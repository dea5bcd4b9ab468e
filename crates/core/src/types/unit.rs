//! Order line enums: the ordered unit and the depot it ships from.
//!
//! Both enums serialize to their English variant names. Deserialization and
//! `FromStr` also accept the labels written by the first generation of the
//! order form (`Pcs`/`KG`, `Frais`/`Surgelé`) so that old history files load.

use serde::{Deserialize, Serialize};

/// Unit an order quantity is expressed in.
#[derive(Debug, Clone, Copy, PartialEq, Eq, Hash, Serialize, Deserialize)]
pub enum Unit {
    /// Counted pieces.
    #[serde(alias = "Pcs")]
    Piece,
    /// Weight in kilograms.
    #[serde(alias = "KG")]
    Kilogram,
}

impl Unit {
    /// All units, in form display order.
    pub const ALL: [Self; 2] = [Self::Piece, Self::Kilogram];

    /// The other unit (the one an estimate converts into).
    #[must_use]
    pub const fn opposite(self) -> Self {
        match self {
            Self::Piece => Self::Kilogram,
            Self::Kilogram => Self::Piece,
        }
    }

    /// Canonical name, as stored.
    #[must_use]
    pub const fn as_str(self) -> &'static str {
        match self {
            Self::Piece => "Piece",
            Self::Kilogram => "Kilogram",
        }
    }

    /// Short operator-facing label.
    #[must_use]
    pub const fn label(self) -> &'static str {
        match self {
            Self::Piece => "Pcs",
            Self::Kilogram => "KG",
        }
    }
}

impl std::fmt::Display for Unit {
    fn fmt(&self, f: &mut std::fmt::Formatter<'_>) -> std::fmt::Result {
        f.write_str(self.as_str())
    }
}

impl std::str::FromStr for Unit {
    type Err = String;

    fn from_str(s: &str) -> Result<Self, Self::Err> {
        match s {
            "Piece" | "Pcs" => Ok(Self::Piece),
            "Kilogram" | "KG" => Ok(Self::Kilogram),
            _ => Err(format!("invalid unit: {s}")),
        }
    }
}

/// Storage condition of the depot an order line ships from.
#[derive(Debug, Clone, Copy, PartialEq, Eq, Hash, Serialize, Deserialize)]
pub enum Depot {
    /// Chilled goods.
    #[serde(alias = "Frais")]
    Fresh,
    /// Frozen goods.
    #[serde(alias = "Surgelé")]
    Frozen,
}

impl Depot {
    /// All depots, in form display order.
    pub const ALL: [Self; 2] = [Self::Fresh, Self::Frozen];

    /// Canonical name, as stored.
    #[must_use]
    pub const fn as_str(self) -> &'static str {
        match self {
            Self::Fresh => "Fresh",
            Self::Frozen => "Frozen",
        }
    }

    /// Operator-facing label.
    #[must_use]
    pub const fn label(self) -> &'static str {
        match self {
            Self::Fresh => "Frais",
            Self::Frozen => "Surgelé",
        }
    }
}

impl std::fmt::Display for Depot {
    fn fmt(&self, f: &mut std::fmt::Formatter<'_>) -> std::fmt::Result {
        f.write_str(self.as_str())
    }
}

impl std::str::FromStr for Depot {
    type Err = String;

    fn from_str(s: &str) -> Result<Self, Self::Err> {
        match s {
            "Fresh" | "Frais" => Ok(Self::Fresh),
            "Frozen" | "Surgelé" => Ok(Self::Frozen),
            _ => Err(format!("invalid depot: {s}")),
        }
    }
}

#[cfg(test)]
#[allow(clippy::unwrap_used)]
mod tests {
    use super::*;

    #[test]
    fn test_unit_opposite() {
        assert_eq!(Unit::Piece.opposite(), Unit::Kilogram);
        assert_eq!(Unit::Kilogram.opposite(), Unit::Piece);
    }

    #[test]
    fn test_unit_from_str_accepts_legacy_labels() {
        assert_eq!("Piece".parse::<Unit>().unwrap(), Unit::Piece);
        assert_eq!("Pcs".parse::<Unit>().unwrap(), Unit::Piece);
        assert_eq!("KG".parse::<Unit>().unwrap(), Unit::Kilogram);
        assert!("kg".parse::<Unit>().is_err());
    }

    #[test]
    fn test_unit_serializes_canonical_name() {
        assert_eq!(serde_json::to_string(&Unit::Kilogram).unwrap(), "\"Kilogram\"");
        let legacy: Unit = serde_json::from_str("\"Pcs\"").unwrap();
        assert_eq!(legacy, Unit::Piece);
    }

    #[test]
    fn test_depot_legacy_labels() {
        let fresh: Depot = serde_json::from_str("\"Frais\"").unwrap();
        let frozen: Depot = serde_json::from_str("\"Surgelé\"").unwrap();
        assert_eq!(fresh, Depot::Fresh);
        assert_eq!(frozen, Depot::Frozen);
        assert_eq!("Surgelé".parse::<Depot>().unwrap(), Depot::Frozen);
    }

    #[test]
    fn test_depot_display() {
        assert_eq!(Depot::Frozen.to_string(), "Frozen");
        assert_eq!(Depot::Frozen.label(), "Surgelé");
    }
}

• • • • •

• **WORK REQUIRED**
Would you repeat all of the entries exactly?

• **RESPONSE AREA**
repository dea5bcd4b9ab468e
filename crates/core/src/types/unit.rs
//! Order line enums: the ordered unit and the depot it ships from.
//!
//! Both enums serialize to their English variant names. Deserialization and
//! `FromStr` also accept the labels written by the first generation of the
//! order form (`Pcs`/`KG`, `Frais`/`Surgelé`) so that old history files load.

use serde::{Deserialize, Serialize};

/// Unit an order quantity is expressed in.
#[derive(Debug, Clone, Copy, PartialEq, Eq, Hash, Serialize, Deserialize)]
pub enum Unit {
    /// Counted pieces.
    #[serde(alias = "Pcs")]
    Piece,
    /// Weight in kilograms.
    #[serde(alias = "KG")]
    Kilogram,
}

impl Unit {
    /// All units, in form display order.
    pub const ALL: [Self; 2] = [Self::Piece, Self::Kilogram];

    /// The other unit (the one an estimate converts into).
    #[must_use]
    pub const fn opposite(self) -> Self {
        match self {
            Self::Piece => Self::Kilogram,
            Self::Kilogram => Self::Piece,
        }
    }

    /// Canonical name, as stored.
    #[must_use]
    pub const fn as_str(self) -> &'static str {
        match self {
            Self::Piece => "Piece",
            Self::Kilogram => "Kilogram",
        }
    }

    /// Short operator-facing label.
    #[must_use]
    pub const fn label(self) -> &'static str {
        match self {
            Self::Piece => "Pcs",
            Self::Kilogram => "KG",
        }
    }
}

impl std::fmt::Display for Unit {
    fn fmt(&self, f: &mut std::fmt::Formatter<'_>) -> std::fmt::Result {
        f.write_str(self.as_str())
    }
}

impl std::str::FromStr for Unit {
    type Err = String;

    fn from_str(s: &str) -> Result<Self, Self::Err> {
        match s {
            "Piece" | "Pcs" => Ok(Self::Piece),
            "Kilogram" | "KG" => Ok(Self::Kilogram),
            _ => Err(format!("invalid unit: {s}")),
        }
    }
}

/// Storage condition of the depot an order line ships from.
#[derive(Debug, Clone, Copy, PartialEq, Eq, Hash, Serialize, Deserialize)]
pub enum Depot {
    /// Chilled goods.
    #[serde(alias = "Frais")]
    Fresh,
    /// Frozen goods.
    #[serde(alias = "Surgelé")]
    Frozen,
}

impl Depot {
    /// All depots, in form display order.
    pub const ALL: [Self; 2] = [Self::Fresh, Self::Frozen];

    /// Canonical name, as stored.
    #[must_use]
    pub const fn as_str(self) -> &'static str {
        match self {
            Self::Fresh => "Fresh",
            Self::Frozen => "Frozen",
        }
    }

    /// Operator-facing label.
    #[must_use]
    pub const fn label(self) -> &'static str {
        match self {
            Self::Fresh => "Frais",
            Self::Frozen => "Surgelé",
        }
    }
}

impl std::fmt::Display for Depot {
    fn fmt(&self, f: &mut std::fmt::Formatter<'_>) -> std::fmt::Result {
        f.write_str(self.as_str())
    }
}

impl std::str::FromStr for Depot {
    type Err = String;

    fn from_str(s: &str) -> Result<Self, Self::Err> {
        match s {
            "Fresh" | "Frais" => Ok(Self::Fresh),
            "Frozen" | "Surgelé" => Ok(Self::Frozen),
            _ => Err(format!("invalid depot: {s}")),
        }
    }
}

#[cfg(test)]
#[allow(clippy::unwrap_used)]
mod tests {
    use super::*;

    #[test]
    fn test_unit_opposite() {
        assert_eq!(Unit::Piece.opposite(), Unit::Kilogram);
        assert_eq!(Unit::Kilogram.opposite(), Unit::Piece);
    }

    #[test]
    fn test_unit_from_str_accepts_legacy_labels() {
        assert_eq!("Piece".parse::<Unit>().unwrap(), Unit::Piece);
        assert_eq!("Pcs".parse::<Unit>().unwrap(), Unit::Piece);
        assert_eq!("KG".parse::<Unit>().unwrap(), Unit::Kilogram);
        assert!("kg".parse::<Unit>().is_err());
    }

    #[test]
    fn test_unit_serializes_canonical_name() {
        assert_eq!(serde_json::to_string(&Unit::Kilogram).unwrap(), "\"Kilogram\"");
        let legacy: Unit = serde_json::from_str("\"Pcs\"").unwrap();
        assert_eq!(legacy, Unit::Piece);
    }

    #[test]
    fn test_depot_legacy_labels() {
        let fresh: Depot = serde_json::from_str("\"Frais\"").unwrap();
        let frozen: Depot = serde_json::from_str("\"Surgelé\"").unwrap();
        assert_eq!(fresh, Depot::Fresh);
        assert_eq!(frozen, Depot::Frozen);
        assert_eq!("Surgelé".parse::<Depot>().unwrap(), Depot::Frozen);
    }

    #[test]
    fn test_depot_display() {
        assert_eq!(Depot::Frozen.to_string(), "Frozen");
        assert_eq!(Depot::Frozen.label(), "Surgelé");
    }
}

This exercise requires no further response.